A ‘legal entity’ means any natural or legal person created and recognised as such under national law, EU law or international law, which has legal personality and which may, acting in its own name, exercise rights and be subject to obligations, or an entity without legal personality.
- Affiliated entities — Affiliated entities (i.e. entities with a legal or capital link to a beneficiary which participate in the action with similar rights and obligations to the beneficiaries, but which do not sign the grant agreement and therefore do not become beneficiaries themselves) are allowed, if they are eligible for participation and funding.
- Associated partners — Associated partners (i.e. entities which participate in the action without signing the grant agreement, and without the right to charge costs or claim contributions) are allowed, subject to any conditions regarding associated partners set out in the specific call conditions.

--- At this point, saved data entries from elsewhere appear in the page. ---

//! Converter adapters
//!
//! A runtime usually hosts several converter families (plain share tokens, external
//! tokenized vaults, wrapped lending positions). [`FamilyDispatch`] routes a
//! [`ConverterRef`] to the family implementation selected by its kind, so the router
//! only ever talks to the single [`Converter`] seam.

use core::marker::PhantomData;
use frame::prelude::*;
use polkadot_sdk::frame_support::traits::{
  fungibles::{Inspect, Mutate},
  tokens::{Fortitude, Precision, Preservation},
};
use polkadot_sdk::sp_runtime::traits::Convert;

use crate::types::{Balance, BackendId, Converter, ConverterKind, ConverterRef};

/// One family of converters, addressed by instance number.
pub trait ConverterFamily<AccountId> {
  fn backend_identifier(instance: u32) -> Option<BackendId>;

  fn preview_deposit(instance: u32, assets: Balance) -> Result<(BackendId, Balance), DispatchError>;

  fn deposit(
    instance: u32,
    from: &AccountId,
    beneficiary: &AccountId,
    assets: Balance,
  ) -> Result<(BackendId, Balance), DispatchError>;

  fn preview_withdraw(instance: u32, shares: Balance) -> Result<Balance, DispatchError>;

  fn withdraw(instance: u32, who: &AccountId, shares: Balance) -> Result<Balance, DispatchError>;

  fn balance_of(instance: u32, who: &AccountId) -> Balance;
}

/// Family slot left empty by the runtime.
impl<AccountId> ConverterFamily<AccountId> for () {
  fn backend_identifier(_: u32) -> Option<BackendId> {
    None
  }

  fn preview_deposit(_: u32, _: Balance) -> Result<(BackendId, Balance), DispatchError> {
    Err(DispatchError::Other("converter family not configured"))
  }

  fn deposit(
    _: u32,
    _: &AccountId,
    _: &AccountId,
    _: Balance,
  ) -> Result<(BackendId, Balance), DispatchError> {
    Err(DispatchError::Other("converter family not configured"))
  }

  fn preview_withdraw(_: u32, _: Balance) -> Result<Balance, DispatchError> {
    Err(DispatchError::Other("converter family not configured"))
  }

  fn withdraw(_: u32, _: &AccountId, _: Balance) -> Result<Balance, DispatchError> {
    Err(DispatchError::Other("converter family not configured"))
  }

  fn balance_of(_: u32, _: &AccountId) -> Balance {
    0
  }
}

/// [`Converter`] that forwards to `Identity`, `Vault` or `Lending` by converter kind.
pub struct FamilyDispatch<Identity, Vault, Lending>(PhantomData<(Identity, Vault, Lending)>);

impl<AccountId, Identity, Vault, Lending> Converter<AccountId>
  for FamilyDispatch<Identity, Vault, Lending>
where
  Identity: ConverterFamily<AccountId>,
  Vault: ConverterFamily<AccountId>,
  Lending: ConverterFamily<AccountId>,
{
  fn backend_identifier(converter: ConverterRef) -> Option<BackendId> {
    match converter.kind {
      ConverterKind::Identity => Identity::backend_identifier(converter.instance),
      ConverterKind::ExternalVault => Vault::backend_identifier(converter.instance),
      ConverterKind::WrappedLending => Lending::backend_identifier(converter.instance),
    }
  }

  fn preview_deposit(
    converter: ConverterRef,
    assets: Balance,
  ) -> Result<(BackendId, Balance), DispatchError> {
    match converter.kind {
      ConverterKind::Identity => Identity::preview_deposit(converter.instance, assets),
      ConverterKind::ExternalVault => Vault::preview_deposit(converter.instance, assets),
      ConverterKind::WrappedLending => Lending::preview_deposit(converter.instance, assets),
    }
  }

  fn deposit(
    converter: ConverterRef,
    from: &AccountId,
    beneficiary: &AccountId,
    assets: Balance,
  ) -> Result<(BackendId, Balance), DispatchError> {
    match converter.kind {
      ConverterKind::Identity => Identity::deposit(converter.instance, from, beneficiary, assets),
      ConverterKind::ExternalVault => Vault::deposit(converter.instance, from, beneficiary, assets),
      ConverterKind::WrappedLending => {
        Lending::deposit(converter.instance, from, beneficiary, assets)
      }
    }
  }

  fn preview_withdraw(converter: ConverterRef, shares: Balance) -> Result<Balance, DispatchError> {
    match converter.kind {
      ConverterKind::Identity => Identity::preview_withdraw(converter.instance, shares),
      ConverterKind::ExternalVault => Vault::preview_withdraw(converter.instance, shares),
      ConverterKind::WrappedLending => Lending::preview_withdraw(converter.instance, shares),
    }
  }

  fn withdraw(
    converter: ConverterRef,
    who: &AccountId,
    shares: Balance,
  ) -> Result<Balance, DispatchError> {
    match converter.kind {
      ConverterKind::Identity => Identity::withdraw(converter.instance, who, shares),
      ConverterKind::ExternalVault => Vault::withdraw(converter.instance, who, shares),
      ConverterKind::WrappedLending => Lending::withdraw(converter.instance, who, shares),
    }
  }

  fn balance_of(converter: ConverterRef, who: &AccountId) -> Balance {
    match converter.kind {
      ConverterKind::Identity => Identity::balance_of(converter.instance, who),
      ConverterKind::ExternalVault => Vault::balance_of(converter.instance, who),
      ConverterKind::WrappedLending => Lending::balance_of(converter.instance, who),
    }
  }
}

/// One-to-one share token backed by stable units parked in a per-backend vault account.
///
/// The instance number is the backend identifier. `ShareAsset` maps a backend to the
/// fungible minted as its share and `VaultAccount` to the account holding its stable units.
pub struct PassThroughConverter<Assets, StableAsset, ShareAsset, VaultAccount>(
  PhantomData<(Assets, StableAsset, ShareAsset, VaultAccount)>,
);

impl<AccountId, Assets, StableAsset, ShareAsset, VaultAccount> ConverterFamily<AccountId>
  for PassThroughConverter<Assets, StableAsset, ShareAsset, VaultAccount>
where
  AccountId: Eq,
  Assets: Inspect<AccountId, AssetId = u32, Balance = Balance>
    + Mutate<AccountId, AssetId = u32, Balance = Balance>,
  StableAsset: Get<u32>,
  ShareAsset: Convert<BackendId, u32>,
  VaultAccount: Convert<BackendId, AccountId>,
{
  fn backend_identifier(instance: u32) -> Option<BackendId> {
    (instance != 0).then_some(instance)
  }

  fn preview_deposit(instance: u32, assets: Balance) -> Result<(BackendId, Balance), DispatchError> {
    Ok((instance, assets))
  }

  fn deposit(
    instance: u32,
    from: &AccountId,
    beneficiary: &AccountId,
    assets: Balance,
  ) -> Result<(BackendId, Balance), DispatchError> {
    let vault = VaultAccount::convert(instance);
    Assets::transfer(
      StableAsset::get(),
      from,
      &vault,
      assets,
      Preservation::Expendable,
    )?;
    Assets::mint_into(ShareAsset::convert(instance), beneficiary, assets)?;
    Ok((instance, assets))
  }

  fn preview_withdraw(_instance: u32, shares: Balance) -> Result<Balance, DispatchError> {
    Ok(shares)
  }

  fn withdraw(instance: u32, who: &AccountId, shares: Balance) -> Result<Balance, DispatchError> {
    Assets::burn_from(
      ShareAsset::convert(instance),
      who,
      shares,
      Preservation::Expendable,
      Precision::Exact,
      Fortitude::Polite,
    )?;
    let vault = VaultAccount::convert(instance);
    Assets::transfer(
      StableAsset::get(),
      &vault,
      who,
      shares,
      Preservation::Expendable,
    )?;
    Ok(shares)
  }

  fn balance_of(instance: u32, who: &AccountId) -> Balance {
    Assets::balance(ShareAsset::convert(instance), who)
  }
}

- Entities without legal personality — Entities which do not have legal personality under their national law may exceptionally participate, provided that their representatives have the capacity to undertake legal obligations on their behalf, and offer guarantees to protect the EU’s financial interests equivalent to those offered by legal persons.
- EU bodies — Legal entities created under EU law including decentralised agencies may be part of the consortium, unless provided for otherwise in their basic act.
- Joint Research Centre (‘JRC’)— Where provided for in the specific call conditions, applicants may include in their proposals the possible contribution of the JRC but the JRC will not participate in the preparation and submission of the proposal. Applicants will indicate the contribution that the JRC could bring to the project based on the scope of the topic text. After the evaluation process, the JRC and the consortium selected for funding may come to an agreement on the specific terms of the participation of the JRC. If an agreement is found, the JRC may accede to the grant agreement as beneficiary requesting zero funding or participate as an associated partner, and would accede to the consortium as a member.
- Associations and interest groupings — Entities composed of members (e.g. European research infrastructure consortia (ERICs)) may participate as ‘sole beneficiaries’ or ‘beneficiaries without legal personality’. However, if the action is in practice implemented by the individual members, those members should also participate (either as beneficiaries or as affiliated entities, otherwise their costs will NOT be eligible
Relevance for EU Macro-Region
EUSAIR - EU Strategy for the Adriatic and Ionian Region, EUSALP - EU Strategy for the Alpine Space, EUSBSR - EU Strategy for the Baltic Sea Region, EUSDR - EU Strategy for the Danube Region
UN Sustainable Development Goals (UN-SDGs)
All proposals must be submitted electronically via the Funders & Tenders Portal electronic submission system (accessible via the topic page in the Search Funding & Tenders section). Paper submissions are NOT possible.
Proposals must be complete and contain all parts and mandatory annexes and supporting documents, e.g. plan for the exploitation and dissemination of the results including communication activities, etc.
The application form will have two parts:
- Part A (to be filled in directly online) contains administrative information about the applicant organisations (future coordinator and beneficiaries and affiliated entities), the summarised budget for the proposal and call-specific questions;
- Part B (to be downloaded from the Portal submission system, completed and then assembled and re-uploaded as a PDF in the system) contains the technical description of the project.
Annexes and supporting documents will be directly available in the submission system and must be uploaded as PDF files (or other formats allowed by the system).
The limit for a full application (Part B) is 45 pages.